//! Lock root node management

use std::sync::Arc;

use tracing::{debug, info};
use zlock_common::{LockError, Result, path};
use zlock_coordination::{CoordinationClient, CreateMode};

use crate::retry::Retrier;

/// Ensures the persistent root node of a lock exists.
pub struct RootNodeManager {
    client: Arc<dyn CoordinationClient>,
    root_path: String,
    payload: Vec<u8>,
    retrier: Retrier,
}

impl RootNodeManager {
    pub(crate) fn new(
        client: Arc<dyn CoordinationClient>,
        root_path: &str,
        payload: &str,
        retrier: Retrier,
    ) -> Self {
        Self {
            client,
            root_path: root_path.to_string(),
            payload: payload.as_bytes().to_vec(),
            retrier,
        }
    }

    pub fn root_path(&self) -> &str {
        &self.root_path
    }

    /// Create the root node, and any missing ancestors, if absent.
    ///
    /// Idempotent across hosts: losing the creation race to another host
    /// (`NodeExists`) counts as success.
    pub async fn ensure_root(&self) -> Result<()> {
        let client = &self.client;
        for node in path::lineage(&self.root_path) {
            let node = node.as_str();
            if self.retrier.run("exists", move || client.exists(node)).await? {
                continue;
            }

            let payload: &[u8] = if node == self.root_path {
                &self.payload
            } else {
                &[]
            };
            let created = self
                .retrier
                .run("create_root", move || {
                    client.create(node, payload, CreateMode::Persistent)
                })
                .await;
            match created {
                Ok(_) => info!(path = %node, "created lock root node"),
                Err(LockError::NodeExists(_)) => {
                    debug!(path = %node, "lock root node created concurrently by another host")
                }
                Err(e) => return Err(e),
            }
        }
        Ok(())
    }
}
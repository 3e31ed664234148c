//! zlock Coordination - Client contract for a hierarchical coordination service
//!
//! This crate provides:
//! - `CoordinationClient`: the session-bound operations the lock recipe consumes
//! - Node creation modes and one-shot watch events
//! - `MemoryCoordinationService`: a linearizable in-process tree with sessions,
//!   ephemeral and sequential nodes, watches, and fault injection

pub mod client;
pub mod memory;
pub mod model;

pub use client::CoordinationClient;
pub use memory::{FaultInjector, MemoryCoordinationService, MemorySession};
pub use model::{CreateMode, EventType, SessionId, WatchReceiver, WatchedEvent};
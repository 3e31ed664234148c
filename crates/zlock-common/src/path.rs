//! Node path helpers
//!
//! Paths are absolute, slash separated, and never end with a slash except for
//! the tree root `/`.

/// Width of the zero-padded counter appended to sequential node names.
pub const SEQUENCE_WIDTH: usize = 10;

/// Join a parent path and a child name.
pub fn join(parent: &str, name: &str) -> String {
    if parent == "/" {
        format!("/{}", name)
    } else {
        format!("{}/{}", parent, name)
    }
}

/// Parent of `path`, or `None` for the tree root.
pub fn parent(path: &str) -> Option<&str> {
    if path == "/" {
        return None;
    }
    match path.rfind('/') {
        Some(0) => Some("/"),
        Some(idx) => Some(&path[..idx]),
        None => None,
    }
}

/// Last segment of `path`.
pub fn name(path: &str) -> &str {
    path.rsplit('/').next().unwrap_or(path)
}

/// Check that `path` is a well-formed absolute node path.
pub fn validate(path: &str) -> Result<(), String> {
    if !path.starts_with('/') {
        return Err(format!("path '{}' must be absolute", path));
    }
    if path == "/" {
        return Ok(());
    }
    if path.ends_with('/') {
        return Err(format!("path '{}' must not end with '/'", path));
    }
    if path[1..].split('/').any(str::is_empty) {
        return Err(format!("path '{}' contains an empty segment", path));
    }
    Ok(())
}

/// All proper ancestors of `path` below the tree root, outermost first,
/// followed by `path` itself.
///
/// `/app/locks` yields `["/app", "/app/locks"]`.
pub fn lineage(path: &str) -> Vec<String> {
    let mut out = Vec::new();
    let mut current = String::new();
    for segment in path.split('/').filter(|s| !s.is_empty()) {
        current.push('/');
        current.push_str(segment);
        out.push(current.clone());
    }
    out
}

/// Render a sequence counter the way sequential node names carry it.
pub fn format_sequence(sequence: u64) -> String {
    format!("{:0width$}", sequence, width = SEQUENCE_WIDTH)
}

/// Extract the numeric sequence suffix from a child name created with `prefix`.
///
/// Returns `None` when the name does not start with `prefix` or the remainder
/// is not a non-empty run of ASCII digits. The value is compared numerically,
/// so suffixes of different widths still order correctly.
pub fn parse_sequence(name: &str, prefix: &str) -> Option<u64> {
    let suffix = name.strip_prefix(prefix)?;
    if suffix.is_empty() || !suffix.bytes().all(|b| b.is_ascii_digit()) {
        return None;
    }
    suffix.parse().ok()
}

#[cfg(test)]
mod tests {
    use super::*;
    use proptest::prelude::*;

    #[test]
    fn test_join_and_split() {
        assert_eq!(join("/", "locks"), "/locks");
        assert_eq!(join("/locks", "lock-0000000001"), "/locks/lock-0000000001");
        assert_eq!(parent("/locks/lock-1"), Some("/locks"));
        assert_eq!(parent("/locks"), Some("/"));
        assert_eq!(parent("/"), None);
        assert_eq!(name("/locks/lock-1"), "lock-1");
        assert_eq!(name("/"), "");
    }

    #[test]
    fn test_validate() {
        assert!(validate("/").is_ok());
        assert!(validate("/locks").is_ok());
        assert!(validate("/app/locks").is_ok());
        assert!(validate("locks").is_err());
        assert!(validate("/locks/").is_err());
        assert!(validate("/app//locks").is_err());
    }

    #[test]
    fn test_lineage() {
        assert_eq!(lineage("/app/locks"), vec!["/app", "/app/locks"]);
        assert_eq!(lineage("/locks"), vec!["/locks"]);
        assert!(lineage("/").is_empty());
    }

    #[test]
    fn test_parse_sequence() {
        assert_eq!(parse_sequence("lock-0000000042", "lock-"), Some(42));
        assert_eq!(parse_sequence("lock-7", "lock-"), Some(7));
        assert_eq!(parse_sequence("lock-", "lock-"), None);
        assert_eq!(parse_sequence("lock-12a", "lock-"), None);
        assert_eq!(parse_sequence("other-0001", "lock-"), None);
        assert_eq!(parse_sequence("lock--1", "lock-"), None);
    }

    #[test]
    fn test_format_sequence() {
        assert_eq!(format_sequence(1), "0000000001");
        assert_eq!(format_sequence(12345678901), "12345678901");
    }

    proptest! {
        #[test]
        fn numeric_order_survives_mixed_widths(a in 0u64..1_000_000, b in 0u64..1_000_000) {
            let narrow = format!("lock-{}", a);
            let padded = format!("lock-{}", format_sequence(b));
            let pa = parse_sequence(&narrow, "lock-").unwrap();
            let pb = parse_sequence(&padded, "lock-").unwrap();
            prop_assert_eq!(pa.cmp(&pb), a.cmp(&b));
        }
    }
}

* * *

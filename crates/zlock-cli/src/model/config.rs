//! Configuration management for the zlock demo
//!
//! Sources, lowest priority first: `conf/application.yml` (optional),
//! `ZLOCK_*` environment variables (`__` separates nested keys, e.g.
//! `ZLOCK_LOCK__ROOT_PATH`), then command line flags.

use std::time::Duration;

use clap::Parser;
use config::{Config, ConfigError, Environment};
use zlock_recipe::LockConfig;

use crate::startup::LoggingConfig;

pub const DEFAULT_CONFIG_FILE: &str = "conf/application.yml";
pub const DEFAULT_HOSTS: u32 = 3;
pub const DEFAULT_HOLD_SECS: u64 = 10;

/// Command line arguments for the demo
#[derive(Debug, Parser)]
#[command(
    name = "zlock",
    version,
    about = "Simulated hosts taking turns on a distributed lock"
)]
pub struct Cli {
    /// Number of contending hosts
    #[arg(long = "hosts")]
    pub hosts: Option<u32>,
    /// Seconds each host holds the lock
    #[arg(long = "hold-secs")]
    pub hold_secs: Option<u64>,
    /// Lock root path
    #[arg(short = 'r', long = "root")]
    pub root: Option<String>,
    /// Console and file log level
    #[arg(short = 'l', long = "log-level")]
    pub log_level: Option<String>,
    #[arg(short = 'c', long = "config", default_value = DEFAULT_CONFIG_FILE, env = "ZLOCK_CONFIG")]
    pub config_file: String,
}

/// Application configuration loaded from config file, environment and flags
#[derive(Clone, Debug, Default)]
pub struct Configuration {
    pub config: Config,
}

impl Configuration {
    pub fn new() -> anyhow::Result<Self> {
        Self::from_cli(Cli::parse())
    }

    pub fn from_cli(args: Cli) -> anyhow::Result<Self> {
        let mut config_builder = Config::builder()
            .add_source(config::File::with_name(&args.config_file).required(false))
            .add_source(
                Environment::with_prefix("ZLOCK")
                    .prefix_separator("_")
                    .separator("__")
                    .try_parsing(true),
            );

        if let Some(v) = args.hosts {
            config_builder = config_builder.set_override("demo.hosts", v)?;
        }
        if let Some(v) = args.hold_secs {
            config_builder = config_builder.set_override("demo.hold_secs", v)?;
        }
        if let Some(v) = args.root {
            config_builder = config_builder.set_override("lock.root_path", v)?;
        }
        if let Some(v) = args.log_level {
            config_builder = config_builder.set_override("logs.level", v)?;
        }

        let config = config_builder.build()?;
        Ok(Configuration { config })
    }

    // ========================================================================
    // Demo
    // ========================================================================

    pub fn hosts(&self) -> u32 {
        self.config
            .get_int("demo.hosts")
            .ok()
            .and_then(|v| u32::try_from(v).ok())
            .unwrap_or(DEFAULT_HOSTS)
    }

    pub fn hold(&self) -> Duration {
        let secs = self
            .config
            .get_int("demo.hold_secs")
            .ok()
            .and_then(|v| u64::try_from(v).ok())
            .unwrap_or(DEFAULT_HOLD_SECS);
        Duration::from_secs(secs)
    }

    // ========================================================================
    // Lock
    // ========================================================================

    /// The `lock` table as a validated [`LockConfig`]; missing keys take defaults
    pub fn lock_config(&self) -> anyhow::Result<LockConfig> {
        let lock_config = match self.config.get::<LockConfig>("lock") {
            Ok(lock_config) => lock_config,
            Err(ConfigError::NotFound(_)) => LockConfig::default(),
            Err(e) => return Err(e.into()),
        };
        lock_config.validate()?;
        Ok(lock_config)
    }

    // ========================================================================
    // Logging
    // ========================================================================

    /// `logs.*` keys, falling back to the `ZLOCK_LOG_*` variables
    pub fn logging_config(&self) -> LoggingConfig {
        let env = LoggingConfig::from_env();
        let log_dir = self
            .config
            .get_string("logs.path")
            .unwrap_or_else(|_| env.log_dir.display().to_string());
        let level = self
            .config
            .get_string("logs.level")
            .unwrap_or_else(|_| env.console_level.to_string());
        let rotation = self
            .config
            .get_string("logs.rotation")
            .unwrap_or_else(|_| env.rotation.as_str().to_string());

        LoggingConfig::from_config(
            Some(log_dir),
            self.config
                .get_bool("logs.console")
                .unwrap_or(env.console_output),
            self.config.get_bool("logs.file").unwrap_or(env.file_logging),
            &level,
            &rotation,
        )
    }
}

---

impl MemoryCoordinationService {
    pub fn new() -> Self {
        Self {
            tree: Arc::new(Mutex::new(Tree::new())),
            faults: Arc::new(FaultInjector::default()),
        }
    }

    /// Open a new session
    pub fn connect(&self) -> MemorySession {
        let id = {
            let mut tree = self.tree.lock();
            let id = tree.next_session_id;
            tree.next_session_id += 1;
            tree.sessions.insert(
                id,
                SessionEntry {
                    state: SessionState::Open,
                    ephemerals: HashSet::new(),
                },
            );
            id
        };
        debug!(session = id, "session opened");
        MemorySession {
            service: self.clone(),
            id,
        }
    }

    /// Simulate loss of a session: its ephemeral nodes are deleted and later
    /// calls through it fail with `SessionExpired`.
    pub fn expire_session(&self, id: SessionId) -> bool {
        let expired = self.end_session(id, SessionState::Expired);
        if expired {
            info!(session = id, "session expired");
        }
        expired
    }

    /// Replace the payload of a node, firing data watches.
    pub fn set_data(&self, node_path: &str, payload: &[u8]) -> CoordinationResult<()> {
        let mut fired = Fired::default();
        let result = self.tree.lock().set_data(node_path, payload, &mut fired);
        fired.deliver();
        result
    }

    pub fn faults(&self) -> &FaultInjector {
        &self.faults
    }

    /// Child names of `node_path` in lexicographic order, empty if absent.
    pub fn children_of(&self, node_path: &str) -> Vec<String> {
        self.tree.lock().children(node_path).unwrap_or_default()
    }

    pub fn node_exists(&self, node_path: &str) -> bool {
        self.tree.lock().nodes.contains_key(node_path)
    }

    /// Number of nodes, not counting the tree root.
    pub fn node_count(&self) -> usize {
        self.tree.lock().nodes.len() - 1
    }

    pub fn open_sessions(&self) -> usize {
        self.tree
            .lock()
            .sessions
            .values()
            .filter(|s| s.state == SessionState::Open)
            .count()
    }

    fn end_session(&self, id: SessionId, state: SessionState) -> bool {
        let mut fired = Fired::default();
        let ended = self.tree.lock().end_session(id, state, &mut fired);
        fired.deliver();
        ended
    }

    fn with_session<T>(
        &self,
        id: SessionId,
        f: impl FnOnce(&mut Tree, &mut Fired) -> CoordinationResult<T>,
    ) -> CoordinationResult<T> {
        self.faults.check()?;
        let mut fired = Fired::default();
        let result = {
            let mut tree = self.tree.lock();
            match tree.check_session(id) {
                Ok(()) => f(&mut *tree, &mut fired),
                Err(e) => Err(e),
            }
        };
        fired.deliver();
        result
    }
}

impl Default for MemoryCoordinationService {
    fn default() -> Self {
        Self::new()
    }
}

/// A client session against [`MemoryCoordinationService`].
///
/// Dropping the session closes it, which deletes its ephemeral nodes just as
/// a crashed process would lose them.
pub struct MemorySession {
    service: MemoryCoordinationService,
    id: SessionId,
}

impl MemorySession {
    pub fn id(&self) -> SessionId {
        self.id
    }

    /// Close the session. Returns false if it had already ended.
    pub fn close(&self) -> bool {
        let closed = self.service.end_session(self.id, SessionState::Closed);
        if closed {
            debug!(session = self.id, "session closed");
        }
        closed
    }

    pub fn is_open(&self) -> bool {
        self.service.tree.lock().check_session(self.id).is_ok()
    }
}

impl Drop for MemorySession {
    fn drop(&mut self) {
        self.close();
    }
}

What you have to do — Go to the line with "let mut current = String::new();" in the entries above and repeat every line from there through the line with "not a non-empty", exactly and with no other text.

Response to the task —
    let mut current = String::new();
    for segment in path.split('/').filter(|s| !s.is_empty()) {
        current.push('/');
        current.push_str(segment);
        out.push(current.clone());
    }
    out
}

/// Render a sequence counter the way sequential node names carry it.
pub fn format_sequence(sequence: u64) -> String {
    format!("{:0width$}", sequence, width = SEQUENCE_WIDTH)
}

/// Extract the numeric sequence suffix from a child name created with `prefix`.
///
/// Returns `None` when the name does not start with `prefix` or the remainder
/// is not a non-empty run of ASCII digits. The value is compared numerically,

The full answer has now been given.